C’est pourquoi, quand les analystes me disent aujourd’hui que j’ai tempéré mon point de vue très strict sur l’exclusion de la psychanalyse de la recherche sociologique, parce que je soulève moi-même des "points de vue" psychanalytiques sur des phénomènes de masse, je dois leur demander de relire mon travail de 1929, pour voir qu’il n’en est rien. J’écrivais alors :

« L’objet même de la psychanalyse est la vie psychique de la personne socialisée. La vie psychique des masses ne lui concerne que dans la mesure où des phénomènes individuels peuvent être reconnus dans les masses (comme, par exemple, le problème du dirigeant), en outre, dans la mesure où il s’agit de phénomènes de la « psychologie de masse » tels que la peur, la panique, l’obéissance, etc. peuvent être expliqués à partir de ses expériences sur l’individu. Mais il semble que le phénomène de la conscience de classe ne lui soit guère accessible et que des problèmes tels que le mouvement de masse, la politique et la grève, qui appartiennent à la théorie sociale, ne pourraient pas être des objets de la méthode psychanalytique. Elle ne peut donc pas remplacer la théorie sociale, ni la développer par elle-même. "

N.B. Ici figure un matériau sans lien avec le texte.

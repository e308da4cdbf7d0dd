//! Changelog formatters

mod markdown;

pub use markdown::MarkdownFormatter;

use bumpkit_core::config::ChangelogConfig;

use crate::types::ChangelogEntry;

/// Trait for changelog formatters
pub trait ChangelogFormatter: Send + Sync {
    /// Format a changelog entry to string
    fn format(&self, entry: &ChangelogEntry, config: &ChangelogConfig) -> String;
}
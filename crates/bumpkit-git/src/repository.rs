//! Git repository operations

use std::path::{Path, PathBuf};

use git2::Repository;
use tracing::{info, instrument};

use bumpkit_core::error::GitError;

/// Result type for git operations
pub type Result<T> = std::result::Result<T, GitError>;

/// Git repository wrapper
pub struct GitRepo {
    pub(crate) repo: Repository,
    path: PathBuf,
}

impl GitRepo {
    /// Open a repository at the given path
    #[instrument(fields(path = %path.display()))]
    pub fn open(path: &Path) -> Result<Self> {
        info!(path = %path.display(), "opening git repository");
        let repo = Repository::open(path).map_err(|e| {
            if e.code() == git2::ErrorCode::NotFound {
                GitError::RepositoryNotFound(path.to_path_buf())
            } else {
                GitError::OpenFailed(e.to_string())
            }
        })?;

        Ok(Self {
            path: path.to_path_buf(),
            repo,
        })
    }

    /// Discover and open a repository by searching parent directories
    #[instrument(fields(start_path = %start_path.display()))]
    pub fn discover(start_path: &Path) -> Result<Self> {
        info!(start_path = %start_path.display(), "discovering git repository");
        let repo = Repository::discover(start_path).map_err(|e| {
            if e.code() == git2::ErrorCode::NotFound {
                GitError::NotARepository(start_path.to_path_buf())
            } else {
                GitError::OpenFailed(e.to_string())
            }
        })?;

        let path = repo.workdir().unwrap_or_else(|| repo.path()).to_path_buf();

        Ok(Self { repo, path })
    }

    /// Get the repository path (the work tree for non-bare repositories)
    pub fn path(&self) -> &Path {
        &self.path
    }

    /// Check if the repository is bare
    pub fn is_bare(&self) -> bool {
        self.repo.is_bare()
    }

    /// Get the HEAD commit, `None` on an unborn branch
    pub(crate) fn head_commit(&self) -> Result<Option<git2::Commit<'_>>> {
        match self.repo.head() {
            Ok(head) => Ok(Some(head.peel_to_commit()?)),
            Err(e) if e.code() == git2::ErrorCode::UnbornBranch => Ok(None),
            Err(e) => Err(GitError::Git2(e)),
        }
    }
}

#[cfg(test)]
mod tests {
    use super::*;
    use tempfile::TempDir;

    fn init_repo() -> (TempDir, GitRepo) {
        let temp = TempDir::new().unwrap();
        Repository::init(temp.path()).unwrap();
        let repo = GitRepo::open(temp.path()).unwrap();
        (temp, repo)
    }

    #[test]
    fn test_open_repo() {
        let (_temp, repo) = init_repo();
        assert!(!repo.is_bare());
        assert!(repo.head_commit().unwrap().is_none());
    }

    #[test]
    fn test_discover_repo() {
        let temp = TempDir::new().unwrap();
        Repository::init(temp.path()).unwrap();

        let subdir = temp.path().join("sub").join("dir");
        std::fs::create_dir_all(&subdir).unwrap();

        let repo = GitRepo::discover(&subdir).unwrap();
        // Canonicalize both paths to handle macOS /var -> /private/var symlink
        let repo_path = repo.path().canonicalize().unwrap();
        let temp_path = temp.path().canonicalize().unwrap();
        assert_eq!(repo_path, temp_path);
    }

    #[test]
    fn test_not_a_repo() {
        let temp = TempDir::new().unwrap();
        let result = GitRepo::open(temp.path());
        assert!(result.is_err());
    }
}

Après cette explication, il sera clairement apparu que ces phrases avaient été correctement rédigées et ne nécessitaient que d’être précisées. Comme auparavant, nous ne pouvons pas interpréter les problèmes sociaux de manière psychanalytique, c’est-à-dire qu’ils ne peuvent pas être un objet de la méthode psychanalytique. La question de la conscience de classe n’était pas claire à l’époque, alors j’ai dit : "on dirait que ..." Aujourd’hui, nous trouvons déjà des formulations plus certaines. Au cours de nouvelles expériences, il est apparu que la première condition pour une interprétation psychologique du problème de la conscience de classe est une distinction nette entre son côté objectif et son côté subjectif. (Cela a seulement été abordé dans les travaux précédents dans « Sous la bannière du marxisme ».) Il est apparu en outre que les éléments positifs et les forces motrices de la conscience de classe ne peuvent pas être interprétés de manière psychanalytique, mais que les inhibitions du développement de la conscience de classe sont purement psychologiques et ne sont à comprendre que de manière psychanalytiques, car leurs origines sont irrationnelles.

Mes critiques ont été et sont souvent trop hâtifs dans leurs jugements ; Lorsque la science étend son activité à un nouveau domaine, elle doit d’abord mettre de côté de nombreuses croyances anciennes pour pouvoir considérer les choses sans préjugés. Cela peut aussi l’amener à représenter ou formuler à tort un point dans ses formulations initiales. Pour développer une psychologie marxiste correcte, il faut d’abord mettre fin à l’application des techniques d’interprétation psychanalytique dans le domaine sociologique ; alors seulement, on pourrait déterminer ce qui est rationnel et ce qui est irrationnel dans le problème de la conscience de classe, c’est-à-dire combien de place on peut donner à l’interprétation des phénomènes irrationnels. Lorsque, par exemple, je me réfère à la volonté révolutionnaire comme à une rébellion contre le père, je tombe, y compris dans le domaine sociologique, dans l’idéologie de la réaction politique ; cependant, quand j’examine concrètement dans quelle mesure la volonté révolutionnaire découle d’une situation rationnelle, dans quelle mesure l’absence d’une telle volonté est irrationnelle, où la volonté révolutionnaire découle réellement d’une rébellion inconsciente contre le père, alors j’ai une science bourgeoise "sans préjugés" convenablement réfutée, effectuant elle-même de vrais travaux scientifiques et fournissant ainsi un service au mouvement ouvrier et non à la réaction politique ; car la science marxiste n’est rien d’autre que la révélation inexorable de liens réels.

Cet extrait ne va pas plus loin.